EXERCISE DIRECTIONS: Begin at the line containing "#[derive(Debug, Copy, Clone, PartialEq, Eq)]" in the entries below and end at the line containing "pub fn matches(self, actual: u64)"; transcribe that range exactly and nothing outside it.

──────── SOURCE RECORDS ────────

//! Aggregate root trait and command execution for state-based domain models.

use crate::entity::Entity;

/// Aggregate root marker + minimal interface.
///
/// All consistency-relevant mutation of an aggregate's object graph goes
/// through its root. The root is loaded, mutated and saved as one unit.
pub trait AggregateRoot: Entity {
    /// Version of the persisted state this instance was loaded from.
    ///
    /// `0` means the aggregate has never been stored.
    fn version(&self) -> u64;
}

/// Optimistic concurrency expectation for an aggregate.
#[derive(Debug, Copy, Clone, PartialEq, Eq)]
pub enum ExpectedVersion {
    /// Skip version checking (useful for migrations, administrative overwrites, etc.).
    Any,
    /// Require the aggregate to be at an exact version.
    Exact(u64),
}

impl ExpectedVersion {
    pub fn matches(self, actual: u64) -> bool {
        match self {
            ExpectedVersion::Any => true,
            ExpectedVersion::Exact(v) => v == actual,
        }
    }
}

/// Aggregate execution semantics (synchronous, in-memory).
///
/// `execute` validates the command against the current state and either
/// applies it completely or fails without changing anything. It returns
/// whether the state changed, so a no-op need not be persisted.
pub trait Aggregate: AggregateRoot {
    type Command: Clone + core::fmt::Debug;
    type Error: core::fmt::Debug;

    fn execute(&mut self, command: Self::Command) -> Result<bool, Self::Error>;
}

#[cfg(test)]
mod tests {
    use super::*;

    #[test]
    fn exact_version_must_match() {
        assert!(ExpectedVersion::Exact(3).matches(3));
        assert!(!ExpectedVersion::Exact(3).matches(4));
        assert!(ExpectedVersion::Any.matches(42));
    }
}
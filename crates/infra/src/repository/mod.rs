//! Invoice persistence boundary.
//!
//! The repository stores and returns whole invoice graphs. Every write is
//! checked against the version the caller loaded (optimistic concurrency), so
//! two writers racing on the same invoice cannot both win.

pub mod in_memory;

use std::sync::Arc;

use thiserror::Error;

use payhint_billing::{BillingError, Invoice, InvoiceId, InvoiceReference};
use payhint_core::ExpectedVersion;

pub use in_memory::InMemoryInvoiceRepository;

/// Repository operation error.
///
/// These are storage errors; domain rule violations never originate here
/// except when a stored record no longer satisfies the invariants (`Corrupt`).
#[derive(Debug, Error)]
pub enum RepositoryError {
    #[error("invoice not found: {0}")]
    NotFound(InvoiceId),

    #[error("optimistic concurrency check failed: {0}")]
    Conflict(String),

    #[error("invoice reference already in use: {0}")]
    DuplicateReference(InvoiceReference),

    #[error("stored invoice is corrupt: {0}")]
    Corrupt(#[source] BillingError),

    #[error("serialization failed: {0}")]
    Serialization(String),

    #[error("storage unavailable: {0}")]
    Unavailable(String),
}

/// Whole-aggregate store for invoices.
///
/// ## Versions
///
/// An invoice that was never stored is at version `0`. `insert` stores it at
/// version `1`; each successful `save` bumps the stored version by one and
/// hands back the invoice at that version. The caller keeps working with the
/// returned value.
///
/// ## Implementation requirements
///
/// - `save` replaces the full graph atomically, or not at all
/// - `save` fails with `Conflict` when the stored version differs from the
///   invoice's version
/// - invoice references are unique across the store
pub trait InvoiceRepository: Send + Sync {
    /// Store a new invoice, giving it an id if it has none.
    fn insert(&self, invoice: Invoice) -> Result<Invoice, RepositoryError>;

    fn load(&self, id: InvoiceId) -> Result<Invoice, RepositoryError>;

    /// Replace the stored graph if nobody else wrote since `invoice` was loaded.
    fn save(&self, invoice: &Invoice) -> Result<Invoice, RepositoryError>;

    fn delete(&self, id: InvoiceId, expected_version: ExpectedVersion) -> Result<(), RepositoryError>;

    fn find_by_reference(&self, reference: &InvoiceReference) -> Result<Option<Invoice>, RepositoryError>;
}

impl<R> InvoiceRepository for Arc<R>
where
    R: InvoiceRepository + ?Sized,
{
    fn insert(&self, invoice: Invoice) -> Result<Invoice, RepositoryError> {
        (**self).insert(invoice)
    }

    fn load(&self, id: InvoiceId) -> Result<Invoice, RepositoryError> {
        (**self).load(id)
    }

    fn save(&self, invoice: &Invoice) -> Result<Invoice, RepositoryError> {
        (**self).save(invoice)
    }

    fn delete(&self, id: InvoiceId, expected_version: ExpectedVersion) -> Result<(), RepositoryError> {
        (**self).delete(id, expected_version)
    }

    fn find_by_reference(&self, reference: &InvoiceReference) -> Result<Option<Invoice>, RepositoryError> {
        (**self).find_by_reference(reference)
    }
}
//! Catalog service - the read-only query surface over the static catalog.

use std::sync::Arc;
use tracing::instrument;

use crate::catalog::Catalog;
use crate::error::{CatalogError, CatalogResult};
use crate::models::Product;
use crate::profiles::{profile_list, ProfileList};
use crate::query::{FilterSpec, ProductPage, ProductQuery};

/// Serves listing, lookup and profile queries. The catalog is immutable
/// after startup, so the service is freely shareable across requests.
pub struct CatalogService {
    catalog: Arc<Catalog>,
}

impl CatalogService {
    pub fn new(catalog: Arc<Catalog>) -> Self {
        Self { catalog }
    }

    pub fn catalog(&self) -> &Catalog {
        &self.catalog
    }

    /// Run the full filter/sort/paginate pipeline for one request.
    #[instrument(skip(self, query), fields(profile = ?query.profile, sort_by = %query.sort_by))]
    pub fn list_products(&self, query: ProductQuery) -> CatalogResult<ProductPage> {
        let spec = FilterSpec::resolve(query)?;
        Ok(spec.execute(&self.catalog))
    }

    /// Exact id lookup.
    #[instrument(skip(self))]
    pub fn get_product(&self, id: &str) -> CatalogResult<Product> {
        self.catalog
            .get(id)
            .cloned()
            .ok_or(CatalogError::NotFound)
    }

    /// Static listing of health-profile presets.
    pub fn profiles(&self) -> ProfileList {
        profile_list()
    }
}

#[cfg(test)]
mod tests {
    use super::*;

    fn service() -> CatalogService {
        CatalogService::new(Arc::new(Catalog::seed()))
    }

    #[test]
    fn test_get_product_by_id() {
        let product = service().get_product("uludag-200-6").unwrap();
        assert_eq!(product.brand, "Uludağ");
    }

    #[test]
    fn test_get_product_unknown_id() {
        let err = service().get_product("unknown-id").unwrap_err();
        assert_eq!(err, CatalogError::NotFound);
    }

    #[test]
    fn test_list_products_default_query_returns_whole_catalog() {
        let page = service().list_products(ProductQuery::default()).unwrap();
        assert_eq!(page.pagination.total_items, 5);
        let brands: Vec<_> = page.items.iter().map(|p| p.brand.as_str()).collect();
        assert_eq!(brands, vec!["Akmina", "Beypazarı", "Kızılay", "Sırma", "Uludağ"]);
    }
}
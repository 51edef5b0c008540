pub mod server;
pub mod tracing;

use std::env;
use thiserror::Error;

/// Configuration error type
#[derive(Error, Debug)]
pub enum ConfigError {
    #[error("Environment variable '{0}' is required but not set")]
    MissingEnvVar(String),

    #[error("Failed to parse environment variable '{key}': {details}")]
    ParseError { key: String, details: String },
}

/// Application environment (dev = local/kind, prod = full k8s)
#[derive(Clone, Debug, PartialEq, Eq)]
pub enum Environment {
    Development, // Local dev or kind cluster (no HTTPS)
    Production,  // Full k8s cluster (with HTTPS)
}

impl Environment {
    pub fn from_env() -> Self {
        let app_env = env::var("APP_ENV").unwrap_or_else(|_| "development".to_string());

        if app_env.eq_ignore_ascii_case("production") {
            Environment::Production
        } else {
            Environment::Development
        }
    }

    pub fn is_production(&self) -> bool {
        matches!(self, Environment::Production)
    }

    pub fn is_development(&self) -> bool {
        matches!(self, Environment::Development)
    }
}

/// Static application identity, baked in at compile time.
///
/// Use the [`app_info!`] macro so name and version always come from the
/// calling crate's Cargo metadata.
#[derive(Clone, Copy, Debug)]
pub struct AppInfo {
    pub name: &'static str,
    pub version: &'static str,
}

/// Build an [`AppInfo`] from the calling crate's Cargo metadata.
#[macro_export]
macro_rules! app_info {
    () => {
        $crate::AppInfo {
            name: env!("CARGO_PKG_NAME"),
            version: env!("CARGO_PKG_VERSION"),
        }
    };
}

/// Trait for configuration that can be loaded from environment variables
pub trait FromEnv: Sized {
    fn from_env() -> Result<Self, ConfigError>;
}

/// Helper to load and parse environment variable with a default value
pub fn env_or_default(key: &str, default: &str) -> String {
    env::var(key).unwrap_or_else(|_| default.to_string())
}

/// Helper to load and parse environment variable or return error
pub fn env_required(key: &str) -> Result<String, ConfigError> {
    env::var(key).map_err(|_| ConfigError::MissingEnvVar(key.to_string()))
}
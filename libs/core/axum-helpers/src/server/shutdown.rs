use tokio::signal;
use tracing::info;

/// Wait for a shutdown signal (SIGTERM or Ctrl+C).
///
/// Pass this future to `axum::serve(...).with_graceful_shutdown()` so
/// in-flight requests complete before the process exits.
pub async fn shutdown_signal() {
    let ctrl_c = async {
        signal::ctrl_c()
            .await
            .expect("failed to install Ctrl+C handler");
    };

    #[cfg(unix)]
    let terminate = async {
        signal::unix::signal(signal::unix::SignalKind::terminate())
            .expect("failed to install SIGTERM handler")
            .recv()
            .await;
    };

    #[cfg(not(unix))]
    let terminate = std::future::pending::<()>();

    tokio::select! {
        _ = ctrl_c => {
            info!("Received Ctrl+C, starting graceful shutdown");
        }
        _ = terminate => {
            info!("Received SIGTERM, starting graceful shutdown");
        }
    }
}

────────

ANSWER TO THE PROBLEM:
#[derive(Debug, Copy, Clone, PartialEq, Eq)]
pub enum ExpectedVersion {
    /// Skip version checking (useful for migrations, administrative overwrites, etc.).
    Any,
    /// Require the aggregate to be at an exact version.
    Exact(u64),
}

impl ExpectedVersion {
    pub fn matches(self, actual: u64) -> bool {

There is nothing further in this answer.